孫正義コミッショナー待望論

 ホークスが「めざせ世界一」を目標に掲げて、育成に力を入れているのはご存じでしょう。もしMLB優勝チームに真剣勝負で勝ったとして、ホークスの格が上がるとは思えないので、違和感があります。

 例えばプロアマ問わず、ヤンキースやドジャースのような名門チームからオファーが来るだけでも喜ぶと思いますが、ホークスからオファーが来たとして、MLBの選手が喜ぶでしょうか。MLBのチームに勝ったのはわかるけど、ピンと来ないという反応になると思います。

 ドジャースタジアムやフェンウェイパークのような、MLBでも歴史のあるスタジアムに行きたい日本のファンや選手は多いと思いますが、paypayドームに行きたがるMLBの選手やファンがいるとは思えません。申し訳ないのですが、フェンスが高く、ファールゾーンが広い旧式のドーム球場であるpaypayドームに魅力を感じるMLBの選手やファンはいないでしょう。「時代遅れのクッキーカッター」と一言で終わるでしょうね。

 ホークスを強化するのはいいのですが、NPB全体の格を上げるのはもっと大事だと思うのです。NPBの選手が活躍するたびに、「MLBに行って欲しい」という声を聞くたびに、「MLBで活躍した選手が日本に行けと言われるという逆はないよね」と寂しく感じます。NPBのチームが強気に今年FAになる大谷にオファーを出したところで、「NPBに帰ったらチャンピオンリングも取れないし、野球殿堂にも入れない」とあっさり断られるのは目に見えています。
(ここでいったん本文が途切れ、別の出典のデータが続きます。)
use crate::marker::{Role, Team};
use crate::pitch::Point;
use serde::{Deserialize, Serialize};

const BUILTIN_CATALOG: &str = include_str!("formations.json");

#[derive(Debug, Clone, Copy, PartialEq, Eq, Hash, Serialize, Deserialize)]
#[serde(rename_all = "lowercase")]
pub enum FormationKind {
    Classic,
    Attack,
    Defense,
}

/// One slot in a formation table.
#[derive(Debug, Clone, Copy, PartialEq, Serialize, Deserialize)]
pub struct Placement {
    pub team: Team,
    #[serde(default)]
    pub role: Role,
    pub number: Option<u8>,
    pub position: Point,
}

#[derive(Debug, Clone, PartialEq, Serialize, Deserialize)]
pub struct Formation {
    pub kind: FormationKind,
    pub label: String,
    pub placements: Vec<Placement>,
}

#[derive(Debug, Clone, PartialEq, Eq)]
pub struct CatalogError(pub String);

impl CatalogError {
    pub fn new(message: impl Into<String>) -> Self {
        Self(message.into())
    }
}

/// The set of formations the board can apply. Tables are data, not code;
/// the built-in set ships embedded in the binary.
#[derive(Debug, Clone)]
pub struct FormationCatalog {
    formations: Vec<Formation>,
}

impl FormationCatalog {
    pub fn from_json(json: &str) -> Result<Self, CatalogError> {
        let formations: Vec<Formation> = serde_json::from_str(json)
            .map_err(|err| CatalogError::new(format!("malformed formation table: {err}")))?;

        if formations.is_empty() {
            return Err(CatalogError::new("formation catalog is empty"));
        }
        for (index, formation) in formations.iter().enumerate() {
            if formation.placements.is_empty() {
                return Err(CatalogError::new(format!(
                    "formation {:?} has no placements",
                    formation.kind
                )));
            }
            if formations[..index]
                .iter()
                .any(|earlier| earlier.kind == formation.kind)
            {
                return Err(CatalogError::new(format!(
                    "duplicate formation {:?}",
                    formation.kind
                )));
            }
        }

        Ok(Self { formations })
    }

    /// The embedded catalog. A parse failure here is a build defect, so
    /// this panics rather than surfacing a Result to every caller.
    pub fn builtin() -> Self {
        Self::from_json(BUILTIN_CATALOG)
            .unwrap_or_else(|err| panic!("invalid built-in formation catalog: {:?}", err))
    }

    pub fn formations(&self) -> &[Formation] {
        &self.formations
    }

    pub fn get(&self, kind: FormationKind) -> Option<&Formation> {
        self.formations
            .iter()
            .find(|formation| formation.kind == kind)
    }
}
use crate::pitch::Point;
use serde::{Deserialize, Serialize};

#[derive(Debug, Clone, Copy, PartialEq, Eq, Hash, Serialize, Deserialize)]
#[serde(rename_all = "lowercase")]
pub enum Team {
    Home,
    Away,
}

#[derive(Debug, Clone, Copy, PartialEq, Eq, Hash, Serialize, Deserialize)]
#[serde(rename_all = "lowercase")]
pub enum Role {
    Keeper,
    Outfield,
}

impl Default for Role {
    fn default() -> Self {
        Role::Outfield
    }
}

/// Kit palette. The away keeper wears the same blue as the away outfield
/// players; only the home keeper gets a distinct shirt.
pub fn kit_color(team: Team, role: Role) -> [u8; 3] {
    match (team, role) {
        (Team::Home, Role::Keeper) => [255, 153, 0],
        (Team::Home, Role::Outfield) => [255, 0, 0],
        (Team::Away, _) => [0, 0, 255],
    }
}

/// One player marker on the board. `original_position` is frozen at
/// creation so a reset can always animate back to the formation slot.
#[derive(Debug, Clone, PartialEq)]
pub struct Marker {
    pub position: Point,
    pub original_position: Point,
    pub team: Team,
    pub role: Role,
    pub number: Option<u8>,
}

impl Marker {
    pub fn new(position: Point, team: Team, role: Role, number: Option<u8>) -> Self {
        Self {
            position,
            original_position: position,
            team,
            role,
            number,
        }
    }

    pub fn color(&self) -> [u8; 3] {
        kit_color(self.team, self.role)
    }
}

#[cfg(test)]
mod tests {
    use super::*;

    #[test]
    fn new_marker_freezes_original_position() {
        let mut marker = Marker::new([1.0, 1.0, 2.0], Team::Home, Role::Outfield, Some(7));
        marker.position = [5.0, 1.0, -3.0];
        assert_eq!(marker.original_position, [1.0, 1.0, 2.0]);
    }

    #[test]
    fn home_keeper_wears_a_distinct_shirt() {
        assert_ne!(
            kit_color(Team::Home, Role::Keeper),
            kit_color(Team::Home, Role::Outfield)
        );
    }

    #[test]
    fn away_keeper_wears_outfield_blue() {
        assert_eq!(
            kit_color(Team::Away, Role::Keeper),
            kit_color(Team::Away, Role::Outfield)
        );
    }
}
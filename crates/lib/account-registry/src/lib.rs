//! Durable account catalog.
//!
//! Account records live in `iad:{id}` hashes with ids tracked in the
//! `accounts` set. Every membership or connection-affecting change is
//! published on the control channel so the assignment controller reacts
//! without polling. Credential secrets are sealed through the vault
//! before they touch the store.

use chrono::{DateTime, Utc};
use kv_store::Store;
use secret_store::SecretVault;

mod account;
mod codec;


pub use account::{
    Account, AccountMeta, AccountPatch, AccountState, Credentials, ImapCredentials, LastError,
    NewAccount, OAuth2Credentials, SecurityMode, SmtpCredentials,
};

/// Pub/sub channel carrying account membership changes.
pub const CONTROL_CHANNEL: &str = "control";

/// Key of the set of registered account ids.
const ACCOUNTS_KEY: &str = "accounts";

/// Maximum accepted account id length.
const MAX_ID_LEN: usize = 256;

/// Errors returned by registry operations.
#[derive(Debug, thiserror::Error)]
pub enum RegistryError {
    /// Store access error.
    #[error("store: {0}")]
    Store(#[from] kv_store::StoreError),

    /// Record field encode/decode error.
    #[error("record codec: {0}")]
    Codec(#[from] serde_json::Error),

    /// Credential seal/open error.
    #[error("credential secret: {0}")]
    Secret(#[from] secret_store::SecretError),

    /// The account id is empty or too long.
    #[error("invalid account id")]
    InvalidId,

    /// The account does not exist.
    #[error("account {0} not found")]
    NotFound(String),
}

/// A control-channel message.
#[derive(Debug, Clone, PartialEq, Eq, serde::Serialize, serde::Deserialize)]
#[serde(rename_all = "camelCase")]
pub struct ControlMessage {
    /// What happened.
    pub cmd: ControlCommand,

    /// The affected account id.
    pub account: String,
}

/// Account membership change kinds.
#[derive(Debug, Clone, Copy, PartialEq, Eq, serde::Serialize, serde::Deserialize)]
#[serde(rename_all = "camelCase")]
pub enum ControlCommand {
    /// A new account was registered.
    New,

    /// Connection-affecting fields changed.
    Update,

    /// The account was deleted.
    Delete,
}

/// Whether `create` registered a new account or refreshed an existing one.
#[derive(Debug, Clone, Copy, PartialEq, Eq)]
pub enum CreateOutcome {
    /// A new record was written.
    Created,

    /// An existing record was overwritten in place.
    Updated,
}

/// A page of accounts.
#[derive(Debug, Clone, PartialEq)]
pub struct AccountPage {
    /// Accounts on this page.
    pub accounts: Vec<Account>,

    /// Total number of pages.
    pub pages: usize,

    /// This page's zero-based index.
    pub page: usize,
}

/// The durable account catalog.
#[derive(Debug, Clone)]
pub struct Registry {
    /// Backing store.
    store: Store,

    /// Vault sealing credential secrets at rest.
    vault: SecretVault,
}

impl Registry {
    /// Open the catalog over a store.
    pub fn new(store: Store, vault: SecretVault) -> Self {
        Self { store, vault }
    }

    /// Key of an account's record hash.
    fn record_key(id: &str) -> String {
        format!("iad:{id}")
    }

    /// Publish a membership change on the control channel.
    fn publish(&self, cmd: ControlCommand, account: &str) {
        let message = ControlMessage {
            cmd,
            account: account.to_string(),
        };
        match serde_json::to_vec(&message) {
            Ok(payload) => self.store.publish(CONTROL_CHANNEL, payload),
            Err(err) => tracing::error!(%err, "control message encode failed"),
        }
    }

    /// Register an account.
    ///
    /// Idempotent: registering an existing id overwrites the record in
    /// place and publishes an update instead of a new-account message.
    pub async fn create(&self, account: NewAccount) -> Result<CreateOutcome, RegistryError> {
        let NewAccount {
            id,
            credentials,
            meta,
        } = account;

        if id.is_empty() || id.len() > MAX_ID_LEN {
            return Err(RegistryError::InvalidId);
        }

        let existed = !self.store.set_add(ACCOUNTS_KEY, &id).await?;

        let record = Account {
            id: id.clone(),
            credentials: Some(credentials),
            state: AccountState::Init,
            last_error: None,
            meta,
            created: Utc::now(),
        };
        let fields = codec::encode_account(&record, &self.vault)?;
        self.store
            .hash_set_multi(&Self::record_key(&id), fields)
            .await?;

        let (cmd, outcome) = if existed {
            (ControlCommand::Update, CreateOutcome::Updated)
        } else {
            (ControlCommand::New, CreateOutcome::Created)
        };
        self.publish(cmd, &id);

        tracing::info!(account = %id, ?outcome, "account registered");
        Ok(outcome)
    }

    /// Load an account record.
    pub async fn load(&self, id: &str) -> Result<Option<Account>, RegistryError> {
        let fields = self.store.hash_get_all(&Self::record_key(id)).await?;
        if fields.is_empty() {
            return Ok(None);
        }
        codec::decode_account(id, &fields, &self.vault).map(Some)
    }

    /// Merge a patch into an account record.
    ///
    /// Publishes an update on the control channel when a
    /// connection-affecting field changed.
    pub async fn update(&self, id: &str, patch: AccountPatch) -> Result<(), RegistryError> {
        let mut account = self
            .load(id)
            .await?
            .ok_or_else(|| RegistryError::NotFound(id.to_string()))?;

        let connection_affecting = patch.connection_affecting();

        let AccountPatch {
            name,
            email,
            notify_from,
            copy_on_send,
            logs,
            credentials,
        } = patch;

        if let Some(name) = name {
            account.meta.name = name;
        }
        if let Some(email) = email {
            account.meta.email = email;
        }
        if let Some(notify_from) = notify_from {
            account.meta.notify_from = notify_from;
        }
        if let Some(copy_on_send) = copy_on_send {
            account.meta.copy_on_send = copy_on_send;
        }
        if let Some(logs) = logs {
            account.meta.logs = logs;
        }
        if let Some(credentials) = credentials {
            account.credentials = Some(credentials);
        }

        let fields = codec::encode_account(&account, &self.vault)?;
        self.store
            .hash_set_multi(&Self::record_key(id), fields)
            .await?;

        if connection_affecting {
            self.publish(ControlCommand::Update, id);
        }
        Ok(())
    }

    /// Delete an account and all its per-account state.
    ///
    /// Credentials are tombstoned first so an in-flight worker read sees
    /// auth gone before the record disappears. Idempotent: deleting a
    /// missing account is a no-op returning `false`.
    pub async fn delete(&self, id: &str) -> Result<bool, RegistryError> {
        let record_key = Self::record_key(id);
        self.store
            .hash_del(&record_key, &[codec::F_IMAP, codec::F_SMTP, codec::F_OAUTH2])
            .await?;
        self.store
            .hash_set(&record_key, codec::F_STATE, AccountState::Unset.as_str())
            .await?;

        let existed = self.store.set_remove(ACCOUNTS_KEY, id).await?;
        if !existed {
            self.store.delete_key(&record_key).await?;
            return Ok(false);
        }

        self.publish(ControlCommand::Delete, id);

        self.store.delete_key(&record_key).await?;
        self.store.delete_key(&format!("iah:{id}")).await?;
        self.store.delete_key(&format!("iaq:{id}")).await?;

        tracing::info!(account = %id, "account deleted");
        Ok(true)
    }

    /// List registered account ids.
    pub async fn ids(&self) -> Result<Vec<String>, RegistryError> {
        Ok(self.store.set_members(ACCOUNTS_KEY).await?)
    }

    /// List accounts, optionally filtered by state, one page at a time.
    pub async fn list(
        &self,
        state_filter: Option<AccountState>,
        page: usize,
        page_size: usize,
    ) -> Result<AccountPage, RegistryError> {
        let page_size = page_size.max(1);
        let mut accounts = Vec::new();
        for id in self.ids().await? {
            if let Some(account) = self.load(&id).await?
                && state_filter.is_none_or(|state| account.state == state)
            {
                accounts.push(account);
            }
        }

        let pages = accounts.len().div_ceil(page_size).max(1);
        let page = page.min(pages - 1);
        let accounts = accounts
            .into_iter()
            .skip(page * page_size)
            .take(page_size)
            .collect();

        Ok(AccountPage {
            accounts,
            pages,
            page,
        })
    }

    /// Record a state transition. Worker write path.
    pub async fn set_state(&self, id: &str, state: AccountState) -> Result<(), RegistryError> {
        self.store
            .hash_set(&Self::record_key(id), codec::F_STATE, state.as_str())
            .await?;
        Ok(())
    }

    /// Record the last error. Worker write path.
    pub async fn set_last_error(
        &self,
        id: &str,
        error: Option<&LastError>,
    ) -> Result<(), RegistryError> {
        let record_key = Self::record_key(id);
        match error {
            Some(error) => {
                let encoded = serde_json::to_vec(error)?;
                self.store
                    .hash_set(&record_key, codec::F_LAST_ERROR, encoded)
                    .await?;
            }
            None => {
                self.store
                    .hash_del(&record_key, &[codec::F_LAST_ERROR])
                    .await?;
            }
        }
        Ok(())
    }

    /// Cache a refreshed OAuth2 access token. Worker write path.
    pub async fn store_access_token(
        &self,
        id: &str,
        access_token: &str,
        refresh_token: &str,
        expires_at: Option<DateTime<Utc>>,
    ) -> Result<(), RegistryError> {
        let mut account = self
            .load(id)
            .await?
            .ok_or_else(|| RegistryError::NotFound(id.to_string()))?;

        let Some(Credentials::OAuth2(oauth2)) = &mut account.credentials else {
            return Ok(());
        };
        oauth2.access_token = Some(access_token.to_string());
        oauth2.refresh_token = refresh_token.to_string();
        oauth2.expires_at = expires_at;

        let fields = codec::encode_account(&account, &self.vault)?;
        self.store
            .hash_set_multi(&Self::record_key(id), fields)
            .await?;
        Ok(())
    }
}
 新日本プロレスの木谷会長は「新日は世界の中でもWWEに次ぐ二番目のプロレス団体なんです。でも、首位に大差着けられている二位だから、面白くないし、意味がないんです」と語っていたのをなにかで見ました。だからWWEに並ぶために、ネット配信を全世界に流したり、新日本が海外で興行を打っているわけです。そこには選手にWWEからオファーが来ても、「新日にいても世界規模のスターになれるし、ギャラも満足しているから行く理由がない」と引き抜きを断って、逆にWWEのスターを引き抜けるようになりたいという思いがあると思います。そういう発想がNPBにも必要だと思うんですよね。

 そこで、対MLBの考えが強い孫正義がNPBのコミッショナーになってはどうかと。「ホークスだけではMLBには対抗できない、全チームMLBを超えることを共有しないと、MLBは超えられない」と強化策を出すでしょうし。強化にお金が必要なら、欧州サッカーからアメスポまでやっている、球団株売買などのアイディアを出すでしょう。そうなるとNPBはもっと魅力的になると思うのです。

 「NPBのチームからオファーが来て嬉しい」という選手が増えたり、「魅力的な球場がある日本に行ってみたい」というファンも増えるようになって欲しいです。そうなると自然にNPBの格も上がるので、「MLBに行く必要がない」とスターがずっと日本にいてキャリアを終えたり、逆にMLBのスターを引き抜けるようになるかもしれません。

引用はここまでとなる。